» WORK TASK:
State, as a number alone, how many lines of the data contain the string "Whether".
RECORDS PROVIDED START
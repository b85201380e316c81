//! Hex board representation and the connectivity oracle.
//!
//! The board is an NxN grid in row-major order. Red (player A) connects row 0
//! to row N-1; Blue (player B) connects column 0 to column N-1. Cells only
//! ever go from empty to owned: there is no API that clears a cell.

use std::fmt;
use std::str::FromStr;

use thiserror::Error;

use crate::constants::{HEX_DIRECTIONS, MAX_SIZE, MIN_SIZE};

#[derive(Copy, Clone, Debug, PartialEq, Eq, Hash, PartialOrd, Ord)]
pub enum Player {
    /// Player A: top edge (row 0) to bottom edge (row N-1).
    Red,
    /// Player B: left edge (column 0) to right edge (column N-1).
    Blue,
}

impl Player {
    pub fn opponent(self) -> Self {
        match self {
            Player::Red => Player::Blue,
            Player::Blue => Player::Red,
        }
    }

    /// Single-letter protocol code.
    pub fn letter(self) -> char {
        match self {
            Player::Red => 'R',
            Player::Blue => 'B',
        }
    }

    pub fn from_letter(c: char) -> Option<Self> {
        match c.to_ascii_uppercase() {
            'R' => Some(Player::Red),
            'B' => Some(Player::Blue),
            _ => None,
        }
    }
}

impl fmt::Display for Player {
    fn fmt(&self, f: &mut fmt::Formatter<'_>) -> fmt::Result {
        write!(f, "{}", self.letter())
    }
}

/// A cell is either empty or owned by one player.
pub type Cell = Option<Player>;

/// (row, column).
pub type Coord = (usize, usize);

#[derive(Debug, Clone, PartialEq, Eq, Error)]
pub enum BoardError {
    #[error("board size {0} outside {MIN_SIZE}..={MAX_SIZE}")]
    BadSize(usize),
    #[error("row {row} has {len} cells, expected {expected}")]
    NotSquare { row: usize, len: usize, expected: usize },
    #[error("board is {actual}x{actual}, expected {expected}x{expected}")]
    WrongSize { actual: usize, expected: usize },
    #[error("unknown cell character {0:?}")]
    UnknownCell(char),
    #[error("coordinate ({0}, {1}) is off the board")]
    OutOfBounds(usize, usize),
    #[error("cell ({0}, {1}) is already taken")]
    Occupied(usize, usize),
    #[error("malformed coordinate {0:?}")]
    BadCoord(String),
}

#[derive(Clone, Debug, PartialEq, Eq, Hash)]
pub struct Board {
    size: usize,
    cells: Vec<Cell>,
}

impl Board {
    pub fn new(size: usize) -> Result<Self, BoardError> {
        check_size(size)?;
        Ok(Self {
            size,
            cells: vec![None; size * size],
        })
    }

    /// Build a board from rows, rejecting anything that is not square.
    pub fn from_rows(rows: Vec<Vec<Cell>>) -> Result<Self, BoardError> {
        let size = rows.len();
        check_size(size)?;
        let mut cells = Vec::with_capacity(size * size);
        for (row, line) in rows.into_iter().enumerate() {
            if line.len() != size {
                return Err(BoardError::NotSquare {
                    row,
                    len: line.len(),
                    expected: size,
                });
            }
            cells.extend(line);
        }
        Ok(Self { size, cells })
    }

    #[inline]
    pub fn size(&self) -> usize {
        self.size
    }

    #[inline]
    fn idx(&self, (r, c): Coord) -> usize {
        r * self.size + c
    }

    #[inline]
    pub fn in_bounds(&self, (r, c): Coord) -> bool {
        r < self.size && c < self.size
    }

    /// Owner of a cell; `None` for empty or off-board coordinates.
    pub fn get(&self, coord: Coord) -> Cell {
        if !self.in_bounds(coord) {
            return None;
        }
        self.cells[self.idx(coord)]
    }

    #[inline]
    pub fn is_empty_at(&self, coord: Coord) -> bool {
        self.in_bounds(coord) && self.cells[self.idx(coord)].is_none()
    }

    /// Claim an empty cell.
    pub fn place(&mut self, coord: Coord, player: Player) -> Result<(), BoardError> {
        if !self.in_bounds(coord) {
            return Err(BoardError::OutOfBounds(coord.0, coord.1));
        }
        let i = self.idx(coord);
        if self.cells[i].is_some() {
            return Err(BoardError::Occupied(coord.0, coord.1));
        }
        self.cells[i] = Some(player);
        Ok(())
    }

    /// Copy of the board with `coord` claimed by `player`.
    ///
    /// Callers guarantee the cell is empty; search code only ever passes
    /// coordinates taken from [`Board::empty_cells`].
    pub(crate) fn with_stone(&self, coord: Coord, player: Player) -> Board {
        let mut next = self.clone();
        next.claim(coord, player);
        next
    }

    /// Claim a cell known to be empty and on the board.
    pub(crate) fn claim(&mut self, coord: Coord, player: Player) {
        let i = self.idx(coord);
        debug_assert!(self.cells[i].is_none());
        self.cells[i] = Some(player);
    }

    /// Fail unless the board is `expected`x`expected`.
    pub fn expect_size(&self, expected: usize) -> Result<(), BoardError> {
        if self.size != expected {
            return Err(BoardError::WrongSize {
                actual: self.size,
                expected,
            });
        }
        Ok(())
    }

    /// Empty cells in row-major order.
    ///
    /// Searches rely on this order for reproducible tie-breaking.
    pub fn empty_cells(&self) -> Vec<Coord> {
        self.coords().filter(|&c| self.is_empty_at(c)).collect()
    }

    /// All coordinates in row-major order.
    pub fn coords(&self) -> impl Iterator<Item = Coord> + use<> {
        let s = self.size;
        (0..s).flat_map(move |r| (0..s).map(move |c| (r, c)))
    }

    pub fn is_full(&self) -> bool {
        self.cells.iter().all(Option::is_some)
    }

    pub fn stone_count(&self, player: Player) -> usize {
        self.cells.iter().filter(|&&c| c == Some(player)).count()
    }

    /// Side to move assuming Red opened and nobody swapped.
    pub fn to_move(&self) -> Player {
        if self.stone_count(Player::Red) > self.stone_count(Player::Blue) {
            Player::Blue
        } else {
            Player::Red
        }
    }

    /// In-bounds hex neighbours of a cell.
    pub fn neighbors(&self, (r, c): Coord) -> impl Iterator<Item = Coord> + use<> {
        let s = self.size as isize;
        HEX_DIRECTIONS.into_iter().filter_map(move |(dr, dc)| {
            let nr = r as isize + dr;
            let nc = c as isize + dc;
            (nr >= 0 && nr < s && nc >= 0 && nc < s).then_some((nr as usize, nc as usize))
        })
    }

    /// Whether `coord` lies on `player`'s first edge (row 0 / column 0).
    pub fn on_near_edge(&self, (r, c): Coord, player: Player) -> bool {
        match player {
            Player::Red => r == 0,
            Player::Blue => c == 0,
        }
    }

    /// Whether `coord` lies on `player`'s second edge (row N-1 / column N-1).
    pub fn on_far_edge(&self, (r, c): Coord, player: Player) -> bool {
        let last = self.size - 1;
        match player {
            Player::Red => r == last,
            Player::Blue => c == last,
        }
    }

    /// The N cells of `player`'s near (`far == false`) or far edge.
    pub fn edge(&self, player: Player, far: bool) -> impl Iterator<Item = Coord> + use<> {
        let s = self.size;
        let line = if far { s - 1 } else { 0 };
        (0..s).map(move |k| match player {
            Player::Red => (line, k),
            Player::Blue => (k, line),
        })
    }

    /// Every cell of `player`'s chain containing `start`, found with an
    /// explicit stack. Empty when `start` is not owned by `player` or was
    /// already visited; sharing `visited` walks each chain at most once.
    pub(crate) fn collect_group(&self, start: Coord, player: Player, visited: &mut [bool]) -> Vec<Coord> {
        let mut out = Vec::new();
        if self.get(start) != Some(player) || visited[self.idx(start)] {
            return out;
        }
        let mut stack = vec![start];
        visited[self.idx(start)] = true;
        while let Some(cur) = stack.pop() {
            out.push(cur);
            for n in self.neighbors(cur) {
                let ni = self.idx(n);
                if !visited[ni] && self.cells[ni] == Some(player) {
                    visited[ni] = true;
                    stack.push(n);
                }
            }
        }
        out
    }

    /// Whether `player` has a chain joining their two edges.
    pub fn is_connected(&self, player: Player) -> bool {
        // No stone on either edge means no chain can span it.
        let near_owned = self.edge(player, false).any(|c| self.get(c) == Some(player));
        let far_owned = self.edge(player, true).any(|c| self.get(c) == Some(player));
        if !near_owned || !far_owned {
            return false;
        }

        let mut visited = vec![false; self.cells.len()];
        for start in self.edge(player, false) {
            let chain = self.collect_group(start, player, &mut visited);
            if chain.iter().any(|&c| self.on_far_edge(c, player)) {
                return true;
            }
        }
        false
    }

    /// The winner, if either player has completed a connection.
    pub fn check_connection(&self) -> Option<Player> {
        [Player::Red, Player::Blue]
            .into_iter()
            .find(|&p| self.is_connected(p))
    }

    /// Transpose the grid and swap owners. Maps a Red connection onto a Blue
    /// one and vice versa.
    pub fn mirror_transpose(&self) -> Board {
        let mut out = self.clone();
        for (r, c) in self.coords() {
            let j = out.idx((c, r));
            out.cells[j] = self.get((r, c)).map(Player::opponent);
        }
        out
    }

    /// Rows joined by `,`, cells as `0`, `R`, `B`.
    pub fn to_protocol_string(&self) -> String {
        (0..self.size)
            .map(|r| {
                (0..self.size)
                    .map(|c| cell_char(self.get((r, c)), '0'))
                    .collect::<String>()
            })
            .collect::<Vec<_>>()
            .join(",")
    }
}

fn check_size(size: usize) -> Result<(), BoardError> {
    if !(MIN_SIZE..=MAX_SIZE).contains(&size) {
        return Err(BoardError::BadSize(size));
    }
    Ok(())
}

fn cell_char(cell: Cell, empty: char) -> char {
    match cell {
        Some(p) => p.letter(),
        None => empty,
    }
}

/// Parse `"r,c"` into a coordinate.
pub fn parse_coord(s: &str) -> Result<Coord, BoardError> {
    let bad = || BoardError::BadCoord(s.to_string());
    let (r, c) = s.trim().split_once(',').ok_or_else(bad)?;
    let r = r.trim().parse().map_err(|_| bad())?;
    let c = c.trim().parse().map_err(|_| bad())?;
    Ok((r, c))
}

/// Render a coordinate as `"r,c"`.
pub fn str_coord((r, c): Coord) -> String {
    format!("{r},{c}")
}

impl FromStr for Board {
    type Err = BoardError;

    /// Rows separated by `,` or newlines; `0`/`.` empty, `R`/`B` owned.
    /// Whitespace inside a row is ignored.
    fn from_str(s: &str) -> Result<Self, Self::Err> {
        let mut rows = Vec::new();
        for line in s.split([',', '\n']) {
            let line = line.trim();
            if line.is_empty() {
                continue;
            }
            let mut row = Vec::with_capacity(line.len());
            for ch in line.chars().filter(|ch| !ch.is_whitespace()) {
                let cell = match ch {
                    '0' | '.' => None,
                    other => Some(Player::from_letter(other).ok_or(BoardError::UnknownCell(other))?),
                };
                row.push(cell);
            }
            rows.push(row);
        }
        Board::from_rows(rows)
    }
}

impl fmt::Display for Board {
    fn fmt(&self, f: &mut fmt::Formatter<'_>) -> fmt::Result {
        for r in 0..self.size {
            write!(f, "{:indent$}", "", indent = r)?;
            for c in 0..self.size {
                write!(f, "{} ", cell_char(self.get((r, c)), '.'))?;
            }
            writeln!(f)?;
        }
        Ok(())
    }
}

#[cfg(test)]
mod tests {
    use super::*;

    fn board(s: &str) -> Board {
        s.parse().unwrap()
    }

    #[test]
    fn test_neighbors_corner_and_center() {
        let b = Board::new(3).unwrap();
        let mut corner: Vec<_> = b.neighbors((0, 0)).collect();
        corner.sort();
        assert_eq!(corner, vec![(0, 1), (1, 0)]);

        let center: Vec<_> = b.neighbors((1, 1)).collect();
        assert_eq!(center.len(), 6);
        assert!(!center.contains(&(0, 0)));
        assert!(!center.contains(&(2, 2)));
    }

    #[test]
    fn test_empty_cells_row_major() {
        let b = board("R0B,000,0B0");
        assert_eq!(
            b.empty_cells(),
            vec![(0, 1), (1, 0), (1, 1), (1, 2), (2, 0), (2, 2)]
        );
    }

    #[test]
    fn test_place_rejects_occupied_and_out_of_bounds() {
        let mut b = Board::new(3).unwrap();
        b.place((1, 1), Player::Red).unwrap();
        assert_eq!(b.place((1, 1), Player::Blue), Err(BoardError::Occupied(1, 1)));
        assert_eq!(b.place((3, 0), Player::Blue), Err(BoardError::OutOfBounds(3, 0)));
        assert_eq!(b.get((1, 1)), Some(Player::Red));
    }

    #[test]
    fn test_parse_rejects_non_square() {
        assert!(matches!(
            "000,00,000".parse::<Board>(),
            Err(BoardError::NotSquare { row: 1, len: 2, expected: 3 })
        ));
        assert_eq!("0X0".parse::<Board>(), Err(BoardError::UnknownCell('X')));
        assert_eq!("".parse::<Board>(), Err(BoardError::BadSize(0)));
    }

    #[test]
    fn test_display_parses_back() {
        let b = board("R0B,0R0,B00");
        let again: Board = b.to_string().parse().unwrap();
        assert_eq!(b, again);
        assert_eq!(b.to_protocol_string(), "R0B,0R0,B00");
    }

    #[test]
    fn test_empty_board_has_no_winner() {
        assert_eq!(Board::new(5).unwrap().check_connection(), None);
    }

    #[test]
    fn test_red_column_wins() {
        let b = board("0R0,0R0,0R0");
        assert_eq!(b.check_connection(), Some(Player::Red));
    }

    #[test]
    fn test_red_diagonal_chain_uses_hex_adjacency() {
        // (0,2) -> (1,1) -> (2,0) is connected via the (+1,-1) offset.
        let b = board("00R,0R0,R00");
        assert_eq!(b.check_connection(), Some(Player::Red));

        // The other diagonal is not hex-adjacent.
        let b = board("R00,0R0,00R");
        assert_eq!(b.check_connection(), None);
    }

    #[test]
    fn test_blue_row_wins() {
        let b = board("000,BBB,000");
        assert_eq!(b.check_connection(), Some(Player::Blue));
    }

    #[test]
    fn test_check_connection_leaves_board_untouched() {
        let b = board("0R0,0R0,0R0");
        let before = b.clone();
        let _ = b.check_connection();
        assert_eq!(b, before);
    }

    #[test]
    fn test_mirror_transpose_relabels() {
        let b = board("R00,0B0,00R");
        let m = b.mirror_transpose();
        assert_eq!(m.get((0, 0)), Some(Player::Blue));
        assert_eq!(m.get((1, 1)), Some(Player::Red));
        assert_eq!(m.mirror_transpose(), b);
    }

    #[test]
    fn test_to_move_and_counts() {
        let b = board("R00,0B0,00R");
        assert_eq!(b.stone_count(Player::Red), 2);
        assert_eq!(b.to_move(), Player::Blue);
        assert!(!b.is_full());
    }

    #[test]
    fn test_parse_coord() {
        assert_eq!(parse_coord("3,4"), Ok((3, 4)));
        assert_eq!(parse_coord(" 10 , 0 "), Ok((10, 0)));
        assert!(parse_coord("3;4").is_err());
        assert_eq!(str_coord((2, 7)), "2,7");
    }
}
RECORDS PROVIDED END
» EXERCISE ANSWER:
3